A preprint version is available online at: http://lsadc.org/info/documents/2012/press-releases/de-smet.pdf

Historical linguists, who document and study language change, have long noticed that language changes have a sneaky quality, starting small and unobtrusive and then gradually conquering more ground, a process termed 'actualization'. De Smet's study investigates how actualization proceeds by tracking and comparing different language changes, using large collections of digitized historical texts. This way, it is shown that any actualization process consists of a series of smaller changes with each new change building on and following from the previous ones, each time making only a minimal adjustment. A crucial role in this is played by similarity.

Consider the development of so-called downtoners – grammatical elements that minimize the force of the word they accompany. Nineteenth-century English saw the emergence of a new downtoner, all but, meaning 'almost'. All but started out being used only with adjectives, as in her escape was all but miraculous. But later it also began to turn up with verbs, as in until his clothes all but dropped from him. In grammatical terms, that is a fairly big leap, but when looked at closely the leap is found to go in smaller steps. Before all but spread to verbs, it appeared with past participles, which very much resemble both adjectives and verbs, as in her breath was all but gone. So, changes can sneak into a language and spread from context to context by exploiting the similarities between contexts.

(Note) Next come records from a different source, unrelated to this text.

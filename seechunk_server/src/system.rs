pub mod see_chunk;
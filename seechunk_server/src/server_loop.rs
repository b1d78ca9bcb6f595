use ahash::AHashMap;
use futures_lite::stream::{
    self,
    StreamExt,
};
use log::{
    debug,
    info,
    warn,
};
use seechunk_common::{
    config::SeeChunkConfig,
    entity::chunk::Chunk,
    math::Vec3F32,
    relation::Relation,
};
use seechunk_server::{
    entity::member::MemberId,
    host::{
        Location,
        Member,
        TraceEvent,
    },
    local::{
        LocalLevel,
        LocalMember,
    },
    resource::interval_task::IntervalTask,
    system::see_chunk::BorderTracker,
    TICK_DURATION,
};
use tokio::time::{
    self,
    MissedTickBehavior,
};

// Server loop input
pub enum ServerEvent {
    Tick,
    Join {
        name: String,
        position: Vec3F32,
        relation: Relation,
    },
    SeeChunk {
        name: String,
        enabled: bool,
    },
    Move {
        name: String,
        position: Vec3F32,
    },
    Quit {
        name: String,
    },
    Shutdown,
}

pub struct ServerLoop {
    pub config: SeeChunkConfig,
    pub event_rx: flume::Receiver<ServerEvent>,
}

impl ServerLoop {
    pub async fn run(self) -> Result<(), anyhow::Error> {
        let Self { config, event_rx } = self;

        let level = LocalLevel::new();
        let mut members = AHashMap::<MemberId, LocalMember>::new();
        let mut tracker = BorderTracker::new(config, IntervalTask::new())?;
        let mut current_tick = 0u64;

        let mut tick_interval = time::interval(TICK_DURATION);
        tick_interval.set_missed_tick_behavior(MissedTickBehavior::Skip);

        let mut stream = stream::poll_fn(|cx| {
            tick_interval
                .poll_tick(cx)
                .map(|_| Some(ServerEvent::Tick))
        })
        .or(event_rx.stream());

        while let Some(event) = stream.next().await {
            match event {
                ServerEvent::Tick => {
                    current_tick += 1;

                    if tracker.task_loop_mut().record_next(current_tick) {
                        tracker.on_tick(current_tick);

                        let drawn = level.take_drawn();
                        if !drawn.is_empty() {
                            debug!(
                                "tick {}: {} particles for {} members",
                                current_tick,
                                drawn.len(),
                                tracker.len()
                            );
                        }
                    }
                },
                ServerEvent::Join {
                    name,
                    position,
                    relation,
                } => {
                    info!("{} joined", name);
                    members.insert(
                        MemberId::new(&name),
                        LocalMember::new(&name, position, relation),
                    );
                },
                ServerEvent::SeeChunk { name, enabled } => {
                    let Some(member) = members.get(&MemberId::new(&name)) else {
                        warn!("seechunk for unknown member {}", name);
                        continue;
                    };

                    let mut member = member.clone();
                    member.set_seeing_chunk(enabled);

                    if enabled {
                        let chunk = member.chunk();
                        if let Err(err) = tracker.start(member, chunk, level.clone()) {
                            warn!("{}: {}", name, err);
                        }
                    } else {
                        tracker.stop_member(&member);
                    }
                },
                ServerEvent::Move { name, position } => {
                    let Some(member) = members.get(&MemberId::new(&name)) else {
                        continue;
                    };

                    let from = member.chunk();
                    member.set_position(position);
                    let to = Chunk::containing(position);

                    if from != to {
                        let trace = TraceEvent {
                            member: member.clone(),
                            to: Location {
                                chunk: to,
                                level: level.clone(),
                            },
                        };

                        if let Err(err) = tracker.on_trace(trace) {
                            warn!("{}: {}", name, err);
                        }
                    }
                },
                ServerEvent::Quit { name } => {
                    if let Some(member) = members.remove(&MemberId::new(&name)) {
                        tracker.on_quit(&member);
                        info!("{} left", name);
                    }
                },
                ServerEvent::Shutdown => {
                    tracker.cancel();
                    return Ok(());
                },
            }
        }

        tracker.cancel();

        Ok(())
    }
}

The role of similarity in language change makes a number of predictions. For one thing, actualization processes will differ from item to item because in each case there will be different similarities to exploit.

English is currently seeing some nouns developing into adjectives, such as fun or key. This again goes by small adjustments, but along different pathways. For fun, speakers started from expressions like that was really fun, which they would adjust to that was very fun, and from there they would go on to a very fun time and by now some have even gone on to expressions like the funnest time ever. For key, change started from expressions like a key player, which could be adjusted to an absolutely key player, and from there to a player who is absolutely key. When the changes are over, the eventual outcome will be the same – fun and key will have all the characteristics of any other English adjective – but the way that is coming about is different.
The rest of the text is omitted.